Gas metal arc welding (GMAW), also known as MIG welding, uses a continuous solid wire electrode fed through a welding gun. When the contact tip is electrically charged, it melts the wire and creates a weld pool between the two components. A shielding gas protects the pool from environmental contaminants that could cause defects. Due to the spatter that is created during welding, MIG is best used for projects in which cosmetics and weld appearance are not important.

GMAW manual weld speeds vary according to the weld size and location, but they are generally around 30″ per minute. Throughput can be increased by using robotic welding. GMAW welding yields the best results on materials like the following:

  • Stainless Steel: For stainless steel sheet metal, Pulse MIG welding reduces spatter. The electrode does not come into contact with the pool during Pulse MIG welding. An electrode adds molten metal to the pool with each pulse of the current, which alternates between a high and low level.
  • Carbon Steel: For carbon steel, MIG welding is preferred over TIG welding due to its speed. It can also be used to join parts that do not fit closely together. Typical weld examples include outside corners that require dressing.
  • Aluminum Sheet Metal: To achieve a TIG-like weld appearance with aluminum, a pulse MIG machine is used with a special assist gas. The surface scale on aluminum must usually be removed before welding to avoid dust and splash marks.

Shielded Metal Arc Welding

Also known as stick welding, shielded metal arc welding (SMAW) uses a consumable electrode with a metal rod at its core. The arc formed between the electrode and the base metal produces the heat required. Disintegrating flux coatings release vapors that act as shielding gases and provide a protective layer of slag. Both prevent atmospheric contamination of the weld area. During the welding process, the metal rod inside the electrode melts, forming a molten pool that creates the weld.

You can control several variables that affect the width and height of the weld bead, the amount of spatter, and the penetration of the weld, making SMAW welding results easier to control.

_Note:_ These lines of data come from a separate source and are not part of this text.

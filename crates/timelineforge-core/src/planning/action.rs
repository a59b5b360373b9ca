//! Actions, timings and effects.

use std::collections::HashMap;

use super::expr::{Expr, FluentApp};
use super::types::Parameter;

/// Symbolic reference to an absolute time.
#[derive(Debug, Clone, Copy, PartialEq, Eq, Hash)]
#[cfg_attr(feature = "serde", derive(serde::Serialize, serde::Deserialize))]
pub enum Timepoint {
    /// Start of the containing action.
    Start,
    /// End of the containing action.
    End,
    /// Time of the initial state.
    GlobalStart,
    /// Time of the final state.
    GlobalEnd,
}

/// A timepoint shifted by a constant delay.
#[derive(Debug, Clone, Copy, PartialEq, Eq, Hash)]
#[cfg_attr(feature = "serde", derive(serde::Serialize, serde::Deserialize))]
pub struct Timing {
    pub anchor: Timepoint,
    pub delay: i64,
}

impl Timing {
    pub const fn start() -> Self {
        Timing {
            anchor: Timepoint::Start,
            delay: 0,
        }
    }

    pub const fn end() -> Self {
        Timing {
            anchor: Timepoint::End,
            delay: 0,
        }
    }

    pub const fn delayed(anchor: Timepoint, delay: i64) -> Self {
        Timing { anchor, delay }
    }

    /// Exactly the action start, no delay.
    pub fn is_start(&self) -> bool {
        self.anchor == Timepoint::Start && self.delay == 0
    }

    /// Exactly the action end, no delay.
    pub fn is_end(&self) -> bool {
        self.anchor == Timepoint::End && self.delay == 0
    }
}

/// Interval over which a condition must hold.
#[derive(Debug, Clone, Copy, PartialEq, Eq, Hash)]
#[cfg_attr(feature = "serde", derive(serde::Serialize, serde::Deserialize))]
pub struct TimeInterval {
    pub lower: Timing,
    pub upper: Timing,
    pub open_lower: bool,
    pub open_upper: bool,
}

impl TimeInterval {
    pub const fn at(timing: Timing) -> Self {
        TimeInterval {
            lower: timing,
            upper: timing,
            open_lower: false,
            open_upper: false,
        }
    }

    /// The closed interval `[start, end]` of the action.
    pub const fn overall() -> Self {
        TimeInterval {
            lower: Timing::start(),
            upper: Timing::end(),
            open_lower: false,
            open_upper: false,
        }
    }

    pub fn is_at_start(&self) -> bool {
        self.lower.is_start() && self.upper.is_start()
    }

    pub fn is_at_end(&self) -> bool {
        self.lower.is_end() && self.upper.is_end()
    }
}

/// A condition and the interval over which it must hold.
#[derive(Debug, Clone, PartialEq)]
#[cfg_attr(feature = "serde", derive(serde::Serialize, serde::Deserialize))]
pub struct TimedCondition {
    pub interval: TimeInterval,
    pub condition: Expr,
}

/// Duration bounds of a durative action.
#[derive(Debug, Clone, PartialEq)]
#[cfg_attr(feature = "serde", derive(serde::Serialize, serde::Deserialize))]
pub struct DurationInterval {
    pub lower: Expr,
    pub upper: Expr,
    pub open_lower: bool,
    pub open_upper: bool,
}

impl DurationInterval {
    pub fn fixed(duration: i64) -> Self {
        Self::closed(Expr::Int(duration), Expr::Int(duration))
    }

    pub fn closed(lower: Expr, upper: Expr) -> Self {
        DurationInterval {
            lower,
            upper,
            open_lower: false,
            open_upper: false,
        }
    }
}

#[derive(Debug, Clone, Copy, PartialEq, Eq, Hash)]
#[cfg_attr(feature = "serde", derive(serde::Serialize, serde::Deserialize))]
pub enum EffectKind {
    /// The fluent is set to the value.
    Assign,
    /// The fluent is increased by the value.
    Increase,
    /// The fluent is decreased by the value.
    Decrease,
}

/// A possibly conditional effect `fluent OP value` at a given timing.
#[derive(Debug, Clone, PartialEq)]
#[cfg_attr(feature = "serde", derive(serde::Serialize, serde::Deserialize))]
pub struct Effect {
    pub timing: Timing,
    pub kind: EffectKind,
    pub fluent: FluentApp,
    pub value: Expr,
    pub condition: Option<Expr>,
}

impl Effect {
    pub fn new(timing: Timing, kind: EffectKind, fluent: FluentApp, value: Expr) -> Self {
        Self {
            timing,
            kind,
            fluent,
            value,
            condition: None,
        }
    }

    pub fn assign(timing: Timing, fluent: FluentApp, value: Expr) -> Self {
        Self::new(timing, EffectKind::Assign, fluent, value)
    }

    pub fn increase(timing: Timing, fluent: FluentApp, amount: i64) -> Self {
        Self::new(timing, EffectKind::Increase, fluent, Expr::Int(amount))
    }

    pub fn decrease(timing: Timing, fluent: FluentApp, amount: i64) -> Self {
        Self::new(timing, EffectKind::Decrease, fluent, Expr::Int(amount))
    }

    pub fn with_condition(mut self, condition: Expr) -> Self {
        self.condition = Some(condition);
        self
    }

    /// True when the effect has no guard, or a guard that is literally `true`.
    pub fn is_unconditional(&self) -> bool {
        self.condition.as_ref().map_or(true, Expr::is_true)
    }

    fn substitute(&self, bindings: &HashMap<&str, &str>) -> Effect {
        Effect {
            timing: self.timing,
            kind: self.kind,
            fluent: self.fluent.substitute(bindings),
            value: self.value.substitute(bindings),
            condition: self.condition.as_ref().map(|c| c.substitute(bindings)),
        }
    }
}

/// Effect computed by external code; the conversion rejects these.
#[derive(Debug, Clone, PartialEq)]
#[cfg_attr(feature = "serde", derive(serde::Serialize, serde::Deserialize))]
pub struct SimulatedEffect {
    pub timing: Timing,
    pub fluents: Vec<FluentApp>,
}

#[derive(Debug, Clone, PartialEq)]
#[cfg_attr(feature = "serde", derive(serde::Serialize, serde::Deserialize))]
pub struct DurativeAction {
    pub name: String,
    pub parameters: Vec<Parameter>,
    pub duration: DurationInterval,
    pub conditions: Vec<TimedCondition>,
    pub effects: Vec<Effect>,
    pub simulated_effects: Vec<SimulatedEffect>,
}

impl DurativeAction {
    pub fn new(name: impl Into<String>, duration: DurationInterval) -> Self {
        Self {
            name: name.into(),
            parameters: Vec::new(),
            duration,
            conditions: Vec::new(),
            effects: Vec::new(),
            simulated_effects: Vec::new(),
        }
    }

    pub fn with_parameter(mut self, name: impl Into<String>, type_name: impl Into<String>) -> Self {
        self.parameters.push(Parameter::new(name, type_name));
        self
    }

    pub fn with_condition(mut self, interval: TimeInterval, condition: Expr) -> Self {
        self.conditions.push(TimedCondition {
            interval,
            condition,
        });
        self
    }

    pub fn at_start(self, condition: Expr) -> Self {
        self.with_condition(TimeInterval::at(Timing::start()), condition)
    }

    pub fn at_end(self, condition: Expr) -> Self {
        self.with_condition(TimeInterval::at(Timing::end()), condition)
    }

    pub fn with_effect(mut self, effect: Effect) -> Self {
        self.effects.push(effect);
        self
    }

    pub fn with_simulated_effect(mut self, effect: SimulatedEffect) -> Self {
        self.simulated_effects.push(effect);
        self
    }

    /// Instantiates the action with the given parameter bindings.
    pub fn ground(&self, name: String, bindings: &HashMap<&str, &str>) -> DurativeAction {
        DurativeAction {
            name,
            parameters: Vec::new(),
            duration: DurationInterval {
                lower: self.duration.lower.substitute(bindings),
                upper: self.duration.upper.substitute(bindings),
                open_lower: self.duration.open_lower,
                open_upper: self.duration.open_upper,
            },
            conditions: self
                .conditions
                .iter()
                .map(|c| TimedCondition {
                    interval: c.interval,
                    condition: c.condition.substitute(bindings),
                })
                .collect(),
            effects: self.effects.iter().map(|e| e.substitute(bindings)).collect(),
            simulated_effects: self
                .simulated_effects
                .iter()
                .map(|s| SimulatedEffect {
                    timing: s.timing,
                    fluents: s.fluents.iter().map(|f| f.substitute(bindings)).collect(),
                })
                .collect(),
        }
    }
}

#[derive(Debug, Clone, PartialEq)]
#[cfg_attr(feature = "serde", derive(serde::Serialize, serde::Deserialize))]
pub struct InstantaneousAction {
    pub name: String,
    pub parameters: Vec<Parameter>,
    pub preconditions: Vec<Expr>,
    pub effects: Vec<Effect>,
}

impl InstantaneousAction {
    pub fn new(name: impl Into<String>) -> Self {
        Self {
            name: name.into(),
            parameters: Vec::new(),
            preconditions: Vec::new(),
            effects: Vec::new(),
        }
    }
}

#[derive(Debug, Clone, PartialEq)]
#[cfg_attr(feature = "serde", derive(serde::Serialize, serde::Deserialize))]
pub enum Action {
    Instantaneous(InstantaneousAction),
    Durative(DurativeAction),
}

impl Action {
    pub fn name(&self) -> &str {
        match self {
            Action::Instantaneous(a) => &a.name,
            Action::Durative(a) => &a.name,
        }
    }

    pub fn parameters(&self) -> &[Parameter] {
        match self {
            Action::Instantaneous(a) => &a.parameters,
            Action::Durative(a) => &a.parameters,
        }
    }

    pub fn as_durative(&self) -> Option<&DurativeAction> {
        match self {
            Action::Durative(a) => Some(a),
            Action::Instantaneous(_) => None,
        }
    }
}

impl From<DurativeAction> for Action {
    fn from(action: DurativeAction) -> Self {
        Action::Durative(action)
    }
}

impl From<InstantaneousAction> for Action {
    fn from(action: InstantaneousAction) -> Self {
        Action::Instantaneous(action)
    }
}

Stick welding is also more cost-effective than other methods, such as TIG. With its portability and versatility, it can be used in any position and with any thickness of sheet metal. 

There are some downsides to SMAW welding, such as slag created during the welding process and slower speeds (3” to 6” per minute), but as your proficiency develops these issues are easier to control.

  • Stainless Steel:  Stick welding stainless is easy in flat and horizontal positions, but uphill, it can be challenging. Metal drops seem to fall off faster when the rod gets hot, the arc force seems to drop, and the bead crowns. To avoid these problems, set the amperage at the lower range of the required heat level so that the rod doesn’t get too hot and deposit metal at a more rapid rate.
  • Carbon Steel: Stick welding is compatible with all grades of carbon steel, from 0.30 to 0.90%. Depending on the grade, it may need preheating and post-welding heat treatment to prevent cracking.
  • Aluminum: Aluminum is more complicated to stick weld than steel, and the results may not be as aesthetic as you’d like, but it can still be done. Aluminum’s high thermal conductivity and low melting point pose many welding challenges, so you need to apply more heat to the weld pool although the melting point is lower. Getting the right heat requires varying the amperage output on your stick welder, and you’ll need to keep a shorter arc. Be sure to use moisture-sensitive electrodes designed for working with aluminum.

Is It Better to TIG or MIG Weld Sheet Metal?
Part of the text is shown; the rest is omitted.